No-Cause Jury Verdict Secured in Wrongful Death Trial

We successfully obtained a no-cause jury verdict in a 13-day wrongful death trial. The decedent, a 59-year-old man, was admitted to the emergency room on February 15, 2019, with complaints of abdominal pain, decreased appetite, and constipation, despite the use of laxatives. The patient did not complain of any nausea, vomiting, or diarrhea. He had a significant medical history including diabetes, hypertension, prior coronary artery stenting, morbid obesity (with past gastric bypass surgery), longstanding ventral hernia, and back pain. A CT scan revealed multiple hernias and a potential closed-loop bowel obstruction, leading to a surgery consultation. Our client, an emergency general surgeon, interpreted that the patient did not have a closed loop or any significant obstruction and recommended non-surgical management.

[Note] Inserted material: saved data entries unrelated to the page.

//! Run configuration.
//!
//! An explicit value threaded through calls rather than shared state; output
//! directories are namespaced by test, model and timestamp so concurrent
//! runs never collide on the filesystem.

use std::path::{Path, PathBuf};

use chrono::Utc;
use serde::{Deserialize, Serialize};

#[derive(Debug, Clone, Serialize, Deserialize)]
pub struct RunConfig {
    /// Root directory for run artifacts (reports, tool config/output files).
    pub base_directory: PathBuf,
    /// Statistics tool binary to invoke for morphology features.
    pub tool_binary: PathBuf,
}

impl Default for RunConfig {
    fn default() -> Self {
        Self {
            base_directory: PathBuf::from("./validation_output"),
            tool_binary: PathBuf::from("morph-stats"),
        }
    }
}

impl RunConfig {
    pub fn new(base_directory: impl Into<PathBuf>, tool_binary: impl Into<PathBuf>) -> Self {
        Self {
            base_directory: base_directory.into(),
            tool_binary: tool_binary.into(),
        }
    }

    /// `base/<test>/<model>/<UTC timestamp>` for one run's artifacts.
    pub fn output_dir(&self, test_name: &str, model_name: &str) -> PathBuf {
        let stamp = Utc::now().format("%Y%m%d-%H%M%S").to_string();
        self.base_directory
            .join(slug(test_name))
            .join(slug(model_name))
            .join(stamp)
    }
}

/// Lower-cased, filesystem-safe rendition of a display name.
fn slug(name: &str) -> String {
    name.chars()
        .map(|c| {
            if c.is_ascii_alphanumeric() {
                c.to_ascii_lowercase()
            } else {
                '_'
            }
        })
        .collect()
}

/// Convenience for joining a run directory that may not exist yet.
pub fn ensure_dir(path: &Path) -> std::io::Result<()> {
    std::fs::create_dir_all(path)
}

#[cfg(test)]
mod tests {
    use super::*;

    #[test]
    fn output_dir_is_namespaced_by_test_and_model() {
        let config = RunConfig::default();
        let dir = config.output_dir("Soma Diameter Test", "cell-v2");
        let rendered = dir.to_string_lossy().into_owned();
        assert!(rendered.contains("soma_diameter_test"));
        assert!(rendered.contains("cell_v2"));
    }
}
impl ValidationTest {
    /// Normalize and validate the observation at construction time. A
    /// structural failure here aborts before any model is touched.
    pub fn new(spec: TestSpec, raw_observation: &Value) -> Result<Self, HarnessError> {
        if matches!(spec.policy, ScorePolicy::RangeCheck | ScorePolicy::RangeScore)
            && spec.shape != TestShape::SingleQuantity
        {
            return Err(HarnessError::Config(
                "range policies apply to single-quantity tests only".to_string(),
            ));
        }

        if spec.capability == CapabilityKind::MorphFeatureInfo {
            check_nomenclature(raw_observation)?;
        }
        let requested = requested_features(raw_observation);

        let lifted = lift_raw(spec.shape, raw_observation, REFERENCE_CELL);
        let observation = normalize_tree(&lifted)?;
        validate_observation(&observation)?;

        tracing::debug!(test = %spec.name, leaves = observation.leaf_count(), "observation validated");
        Ok(Self {
            spec,
            state: TestState::ObservationValidated,
            observation,
            requested,
            model_name: None,
            prediction: None,
            prediction_txt: None,
            outcome: None,
            artifacts: Vec::new(),
        })
    }

    pub fn spec(&self) -> &TestSpec {
        &self.spec
    }

    pub fn state(&self) -> TestState {
        self.state
    }

    pub fn observation(&self) -> &FeatureTree {
        &self.observation
    }

    pub fn prediction(&self) -> Option<&FeatureTree> {
        self.prediction.as_ref()
    }

    /// The reconciled (pre-normalization) prediction, for report export.
    pub fn prediction_summary(&self) -> Option<&Value> {
        self.prediction_txt.as_ref()
    }

    pub fn model_name(&self) -> Option<&str> {
        self.model_name.as_deref()
    }

    pub fn outcome(&self) -> Option<&TestOutcome> {
        self.outcome.as_ref()
    }

    pub fn artifacts(&self) -> &[PathBuf] {
        &self.artifacts
    }

    /// Bind the model's accessor, fetch the raw tree, reconcile and
    /// normalize it.
    pub fn generate_prediction(&mut self, model: &dyn Model) -> Result<(), HarnessError> {
        self.require_state("generate_prediction", TestState::ObservationValidated)?;

        let raw = self.fetch_raw(model)?;
        let reconciled = if self.spec.capability == CapabilityKind::MorphFeatureInfo {
            reconcile_prediction(&raw, &self.requested)
        } else {
            raw
        };
        self.prediction_txt = Some(reconciled.clone());

        let lifted = lift_raw(self.spec.shape, &reconciled, model.name());
        let prediction = normalize_tree(&lifted)?;
        validate_prediction(&prediction)?;

        tracing::debug!(test = %self.spec.name, model = model.name(), "prediction generated");
        self.model_name = Some(model.name().to_string());
        self.prediction = Some(prediction);
        self.state = TestState::PredictionGenerated;
        Ok(())
    }

    /// Score the prediction against the observation.
    pub fn compute_score(&mut self) -> Result<&TestOutcome, HarnessError> {
        self.require_state("compute_score", TestState::PredictionGenerated)?;
        let prediction = self
            .prediction
            .as_ref()
            .ok_or_else(|| HarnessError::Config("prediction missing after generation".to_string()))?;

        let outcome = match self.spec.shape {
            TestShape::SingleQuantity => score_single_quantity(
                self.spec.policy,
                &self.observation,
                prediction,
            )?,
            TestShape::PerLayer => {
                check_layer_counts(&self.observation, prediction)?;
                score_aggregate(&self.observation, prediction)?
            }
            TestShape::PerCellPart | TestShape::PopulationAveraged => {
                score_aggregate(&self.observation, prediction)?
            }
        };

        tracing::info!(test = %self.spec.name, overall = outcome.overall, "test scored");
        self.state = TestState::Scored;
        Ok(&*self.outcome.insert(outcome))
    }

    /// Attach report artifact paths. Purely additive; the score itself is
    /// never re-mutated. May be called repeatedly once scored.
    pub fn bind_artifacts(&mut self, paths: Vec<PathBuf>) -> Result<(), HarnessError> {
        match self.state {
            TestState::Scored | TestState::Bound => {
                self.artifacts.extend(paths);
                self.state = TestState::Bound;
                Ok(())
            }
            actual => Err(HarnessError::State {
                operation: "bind_artifacts",
                expected: TestState::Scored,
                actual,
            }),
        }
    }

    fn require_state(
        &self,
        operation: &'static str,
        expected: TestState,
    ) -> Result<(), HarnessError> {
        if self.state != expected {
            return Err(HarnessError::State {
                operation,
                expected,
                actual: self.state,
            });
        }
        Ok(())
    }

    fn fetch_raw(&self, model: &dyn Model) -> Result<Value, HarnessError> {
        let mismatch = || {
            ModelError::capability_mismatch(model.name(), self.spec.capability.accessor_name())
        };
        let raw = match self.spec.capability {
            CapabilityKind::LayerInfo => model.as_layer_info().ok_or_else(mismatch)?.get_layer_info(),
            CapabilityKind::DensityInfo => model
                .as_density_info()
                .ok_or_else(mismatch)?
                .get_density_info(),
            CapabilityKind::MorphFeatureInfo => model
                .as_morph_feature_info()
                .ok_or_else(mismatch)?
                .get_morph_feature_info(),
            CapabilityKind::SomaDiameter => model
                .as_morphology()
                .ok_or_else(mismatch)?
                .get_soma_diameter_info(),
            CapabilityKind::Ca1PathDistance => model
                .as_ca1_path_distance_info()
                .ok_or_else(mismatch)?
                .get_ca1_layers_neurite_path_distance_info(),
        }?;
        Ok(raw)
    }
}

// =============================================================================
// Shape handling
// =============================================================================

/// Lift a shallow raw tree to the canonical three levels. Single-quantity
/// trees gain a synthetic cell and whole-cell part; per-layer trees gain a
/// synthetic cell over their layer keys. Full trees pass through.
fn lift_raw(shape: TestShape, raw: &Value, cell_key: &str) -> Value {
    match shape {
        TestShape::SingleQuantity => serde_json::json!({ cell_key: { WHOLE_CELL_PART: raw } }),
        TestShape::PerLayer => serde_json::json!({ cell_key: raw }),
        TestShape::PerCellPart | TestShape::PopulationAveraged => raw.clone(),
    }
}

fn check_layer_counts(
    observation: &FeatureTree,
    prediction: &FeatureTree,
) -> Result<(), HarnessError> {
    let observed = observation
        .reference_cell()
        .map(|(_, parts)| parts.len())
        .unwrap_or(0);
    for parts in prediction.cells.values() {
        if parts.len() != observed {
            return Err(HarnessError::LayerCountMismatch {
                observed,
                predicted: parts.len(),
            });
        }
    }
    Ok(())
}
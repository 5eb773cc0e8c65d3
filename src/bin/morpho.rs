#![forbid(unsafe_code)]

use std::path::{Path, PathBuf};

use clap::{Parser, Subcommand};

use morpho_harness::config::{ensure_dir, RunConfig};
use morpho_harness::model::{MorphologyModel, StaticModel};
use morpho_harness::normalize::normalize_tree;
use morpho_harness::report::{
    build_report, render_report_markdown, render_text_table, write_report_files, TestReport,
};
use morpho_harness::tool::StatsConfig;
use morpho_harness::{CapabilityKind, ScorePolicy, TestShape, TestSpec, ValidationTest};

#[derive(Parser)]
#[command(name = "morpho", version, about = "Morphology validation harness CLI")]
struct Cli {
    #[command(subcommand)]
    command: Commands,
}

#[derive(Subcommand)]
enum Commands {
    /// Normalize a raw observation (or prediction) tree to canonical JSON
    Normalize {
        /// Raw tree JSON
        #[arg(long)]
        input: PathBuf,
        /// Output path; stdout when omitted
        #[arg(long)]
        out: Option<PathBuf>,
        /// Validate as a prediction ({value} leaves) instead of an observation
        #[arg(long)]
        prediction: bool,
    },
    /// Score a pre-computed prediction file against an observation file
    Score {
        #[arg(long)]
        observation: PathBuf,
        #[arg(long)]
        prediction: PathBuf,
        #[arg(long, default_value = "Validation Test")]
        name: String,
        #[arg(long, value_enum, default_value = "per-cell-part")]
        shape: CliShape,
        #[arg(long, value_enum, default_value = "mean-abs-zscore")]
        policy: CliPolicy,
        /// Capability the test binds; defaults by shape
        #[arg(long, value_enum)]
        capability: Option<CliCapability>,
        /// Model name for reports (default: prediction file stem)
        #[arg(long)]
        model_name: Option<String>,
        /// Write report artifacts into this directory
        #[arg(long)]
        out_dir: Option<PathBuf>,
    },
    /// Run the statistics tool against a morphology and score the result
    Run {
        #[arg(long)]
        observation: PathBuf,
        /// Morphology file (one cell) or directory (a population)
        #[arg(long)]
        morphology: PathBuf,
        #[arg(long, default_value = "morph-stats")]
        tool: PathBuf,
        #[arg(long, default_value = "./validation_output")]
        base_dir: PathBuf,
        #[arg(long, default_value = "Morphology Features Test")]
        name: String,
        /// Model name for reports (default: morphology file stem)
        #[arg(long)]
        model_name: Option<String>,
    },
    /// Render a markdown report from a scores summary JSON
    Report {
        #[arg(long)]
        input: PathBuf,
        #[arg(long)]
        out: PathBuf,
    },
}

/// CLI-facing tree shape enum (clap::ValueEnum).
#[derive(Debug, Clone, Copy, clap::ValueEnum)]
enum CliShape {
    SingleQuantity,
    PerLayer,
    PerCellPart,
    PopulationAveraged,
}

impl From<CliShape> for TestShape {
    fn from(s: CliShape) -> Self {
        match s {
            CliShape::SingleQuantity => TestShape::SingleQuantity,
            CliShape::PerLayer => TestShape::PerLayer,
            CliShape::PerCellPart => TestShape::PerCellPart,
            CliShape::PopulationAveraged => TestShape::PopulationAveraged,
        }
    }
}

/// CLI-facing score policy enum (clap::ValueEnum).
#[derive(Debug, Clone, Copy, clap::ValueEnum)]
enum CliPolicy {
    MeanAbsZscore,
    RangeCheck,
    RangeScore,
}

impl From<CliPolicy> for ScorePolicy {
    fn from(p: CliPolicy) -> Self {
        match p {
            CliPolicy::MeanAbsZscore => ScorePolicy::MeanAbsZScore,
            CliPolicy::RangeCheck => ScorePolicy::RangeCheck,
            CliPolicy::RangeScore => ScorePolicy::RangeScore,
        }
    }
}

/// CLI-facing capability enum (clap::ValueEnum).
#[derive(Debug, Clone, Copy, clap::ValueEnum)]
enum CliCapability {
    LayerInfo,
    DensityInfo,
    MorphFeatureInfo,
    SomaDiameter,
    Ca1PathDistance,
}

impl From<CliCapability> for CapabilityKind {
    fn from(c: CliCapability) -> Self {
        match c {
            CliCapability::LayerInfo => CapabilityKind::LayerInfo,
            CliCapability::DensityInfo => CapabilityKind::DensityInfo,
            CliCapability::MorphFeatureInfo => CapabilityKind::MorphFeatureInfo,
            CliCapability::SomaDiameter => CapabilityKind::SomaDiameter,
            CliCapability::Ca1PathDistance => CapabilityKind::Ca1PathDistance,
        }
    }
}

fn default_capability(shape: TestShape) -> CapabilityKind {
    match shape {
        TestShape::SingleQuantity => CapabilityKind::DensityInfo,
        TestShape::PerLayer => CapabilityKind::Ca1PathDistance,
        TestShape::PerCellPart | TestShape::PopulationAveraged => CapabilityKind::MorphFeatureInfo,
    }
}

fn main() -> Result<(), Box<dyn std::error::Error>> {
    tracing_subscriber::fmt()
        .with_env_filter(tracing_subscriber::EnvFilter::from_default_env())
        .with_writer(std::io::stderr)
        .init();

    let cli = Cli::parse();

    match cli.command {
        Commands::Normalize {
            input,
            out,
            prediction,
        } => {
            let raw: serde_json::Value = read_json(&input)?;
            let tree = normalize_tree(&raw)?;
            if prediction {
                morpho_harness::normalize::validate_prediction(&tree)?;
            } else {
                morpho_harness::normalize::validate_observation(&tree)?;
            }
            let json = serde_json::to_string_pretty(&tree)?;
            match out {
                Some(path) => std::fs::write(path, json)?,
                None => println!("{json}"),
            }
        }
        Commands::Score {
            observation,
            prediction,
            name,
            shape,
            policy,
            capability,
            model_name,
            out_dir,
        } => {
            let raw_obs: serde_json::Value = read_json(&observation)?;
            let raw_pred: serde_json::Value = read_json(&prediction)?;

            let shape = TestShape::from(shape);
            let capability = capability
                .map(CapabilityKind::from)
                .unwrap_or_else(|| default_capability(shape));
            let spec = TestSpec::new(name, shape, ScorePolicy::from(policy), capability);

            let model_name = model_name.unwrap_or_else(|| file_stem(&prediction));
            let model = StaticModel::new(model_name, raw_pred);

            let mut test = ValidationTest::new(spec, &raw_obs)?;
            test.generate_prediction(&model)?;
            test.compute_score()?;
            finish_run(&mut test, out_dir.as_deref())?;
        }
        Commands::Run {
            observation,
            morphology,
            tool,
            base_dir,
            name,
            model_name,
        } => {
            let raw_obs: serde_json::Value = read_json(&observation)?;
            let stats_config = StatsConfig::from_observation(&raw_obs)?;

            let shape = if morphology.is_dir() {
                TestShape::PopulationAveraged
            } else {
                TestShape::PerCellPart
            };
            let spec = TestSpec::new(
                name,
                shape,
                ScorePolicy::MeanAbsZScore,
                CapabilityKind::MorphFeatureInfo,
            );

            let model_name = model_name.unwrap_or_else(|| file_stem(&morphology));
            let run_config = RunConfig::new(base_dir, tool);
            let out_dir = run_config.output_dir(&spec.name, &model_name);
            ensure_dir(&out_dir)?;

            let model = MorphologyModel::new(
                model_name,
                morphology,
                run_config.tool_binary.clone(),
                out_dir.clone(),
                stats_config,
            )?;

            let mut test = ValidationTest::new(spec, &raw_obs)?;
            test.generate_prediction(&model)?;
            test.compute_score()?;
            finish_run(&mut test, Some(&out_dir))?;
        }
        Commands::Report { input, out } => {
            let report: TestReport = read_json(&input)?;
            std::fs::write(out, render_report_markdown(&report))?;
        }
    }

    Ok(())
}

/// Print the score table, then write and bind report artifacts.
fn finish_run(
    test: &mut ValidationTest,
    out_dir: Option<&Path>,
) -> Result<(), Box<dyn std::error::Error>> {
    println!("{}", render_text_table(test)?);

    if let Some(dir) = out_dir {
        let report = build_report(test)?;
        let files = write_report_files(test, &report, dir)?;
        test.bind_artifacts(files)?;
        eprintln!("[morpho] report written to {}", dir.display());
    }
    Ok(())
}

fn file_stem(path: &Path) -> String {
    path.file_stem()
        .and_then(|stem| stem.to_str())
        .unwrap_or("model")
        .to_string()
}

fn read_json<T: serde::de::DeserializeOwned>(
    path: &Path,
) -> Result<T, Box<dyn std::error::Error>> {
    let raw = std::fs::read_to_string(path)?;
    Ok(serde_json::from_str(&raw)?)
}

The patient was approved to have clear liquids, and had a vomiting incident shortly after, but our client was not notified. The patient was returned to NPO status, and after improving overnight, he was returned to “clears” and additional medical and renal consults were ordered. Our client did not receive any communications from the residents/nurses of any changes in the patient’s condition. On February 18, 2019, two rapid responses were called due to increased heart rate and vomiting. It is believed that the vomiting resulted in aspiration, causing sepsis, ultimately leading to the patient’s death. During the trial, the plaintiff’s sole medical expert highlighted imaging on the wrong hernia, which called into question all of his opinions in the case. We made key objections related to the expert testimony, limiting what the allegations were, and preventing new allegations from being made. After approximately two and a half hours of deliberating, the jury returned a no-cause verdict.